Respiratory medicine is the service that diagnoses, treats and provides continued care for patients with diseases that affect the lungs and breathing.
Your GP or other primary care practitioner may refer you to us for respiratory function tests or to the Sleep Disorder Breathing Clinic.
Common symptoms or signs of lung disease include: shortness of breath, wheezing, long-term cough, phlegm, coughing up blood, and having chest pains.
Once a referral has been received, it is graded at Tauranga Hospital by respiratory specialists. Patients are seen in clinics at Tauranga Hospital or Whakatāne Hospital. Urgent cases can be seen within hours, but other cases may have to wait longer. Routine cases are often returned to the GP, unseen.
Requests for an assessment of the need for home oxygen are made to the respiratory service. Referrals can also be made for specialist asthma and pulmonary rehabilitation programmes.
Common respiratory procedures
This is an examination of the upper and lower airways (breathing tubes), with a flexible fibre optic tube that is passed via the nose into the passages of the lungs.

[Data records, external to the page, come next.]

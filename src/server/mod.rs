use async_graphql::http::GraphiQLSource;
use async_graphql::{EmptySubscription, Request, Response, Schema};
use async_graphql_axum::{GraphQLRequest, GraphQLResponse};
use axum::Router;
use axum::extract::State;
use axum::response::{Html, IntoResponse};
use axum::routing::get;
use tower_http::trace::TraceLayer;
use tracing::Instrument;
use uuid::Uuid;

use crate::store::Db;

pub mod dataloader;
pub mod loaders;
mod schema;

use loaders::Loaders;
use schema::{Mutation, Query};

pub type FullSchema = Schema<Query, Mutation, EmptySubscription>;

#[derive(Clone)]
struct AppState {
    schema: FullSchema,
    db: Db,
}

/// `depth_limit` counts nesting below the root fields, so `{ users { id } }`
/// has depth 1. async-graphql counts the root fields too.
pub fn build_schema(db: Db, depth_limit: usize) -> FullSchema {
    Schema::build(Query, Mutation, EmptySubscription)
        .data(db)
        .limit_depth(depth_limit + 1)
        .finish()
}

/// Executes one request with its own, freshly built [`Loaders`].
///
/// The loaders live exactly as long as the execution: once the response is
/// produced they are dropped together with every cached row and pending key.
pub async fn execute(schema: &FullSchema, db: &Db, request: impl Into<Request>) -> Response {
    let loaders = Loaders::new(db);
    let request = request.into().data(loaders.clone());

    let span = tracing::info_span!("graphql", request = %Uuid::new_v4());
    async move {
        let response = loaders.wrap(schema.execute(request)).await;
        if response.is_err() {
            tracing::debug!(errors = response.errors.len(), "query finished with errors");
        }
        response
    }
    .instrument(span)
    .await
}

async fn graphiql() -> impl IntoResponse {
    Html(GraphiQLSource::build().finish())
}

#[axum::debug_handler]
async fn graphql_handler(State(state): State<AppState>, req: GraphQLRequest) -> GraphQLResponse {
    execute(&state.schema, &state.db, req.into_inner())
        .await
        .into()
}

pub fn make_app(db: Db, depth_limit: usize) -> Router {
    let schema = build_schema(db.clone(), depth_limit);

    Router::new()
        .route("/", get(graphiql).post(graphql_handler))
        .layer(TraceLayer::new_for_http())
        .with_state(AppState { schema, db })
}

The process may involve removal of secretions, and taking of samples from the breathing tubes. This examination is done for symptoms such as coughing up of blood, persistent cough, abnormal chest x-ray, shortness of breath or suspected tuberculosis (TB).
Computerized tomography (CT) scans of internal organs, bones, soft tissue and blood vessels provide greater clarity and reveal more details than regular x-ray exams. A chest CT can show various lung disorders.
This is a diagnostic procedure used in addition to a CT scan where a needle is inserted into a mass in the chest that needs further investigation.
Cells are sucked into a needle to be examined. This is normally done while using pictures from the CT scanner to help the specialist see where to place the needle. Local anaesthetic is used so that the test is not too painful.
This test measures lung function - specifically the amount and speed of air that can be inhaled and exhaled.
Generally you will be asked to take the deepest breath you can, and then exhale into the sensor as hard as possible for as long as possible. During the test, soft nose clips may be used to prevent air escaping through the nose.
A sleep study is a non-invasive, overnight exam that allows doctors to monitor you while you sleep to see what’s happening in your brain and body. For this test, you will go to a sleep lab that is set up for overnight stays.
Sleep apnoea is a disorder which occurs while people sleep. This is the mostly due to blocking of the breathing passages around the mouth and nose.
Obstructive sleep apnoea (OSA) sufferers stop breathing at certain times during sleep - up to hundreds of times a night. While not breathing the body is deprived of oxygen. This causes problems such as being sleepy during the day, which can result in poor performance at work and school and falling asleep at the wheel of a car. Long-term, there may be problems with blood pressure and heart disease.
Requests for an assessment of the need for home oxygen are made to this service.
Referrals can also be made for specialist asthma and pulmonary rehabilitation programmes.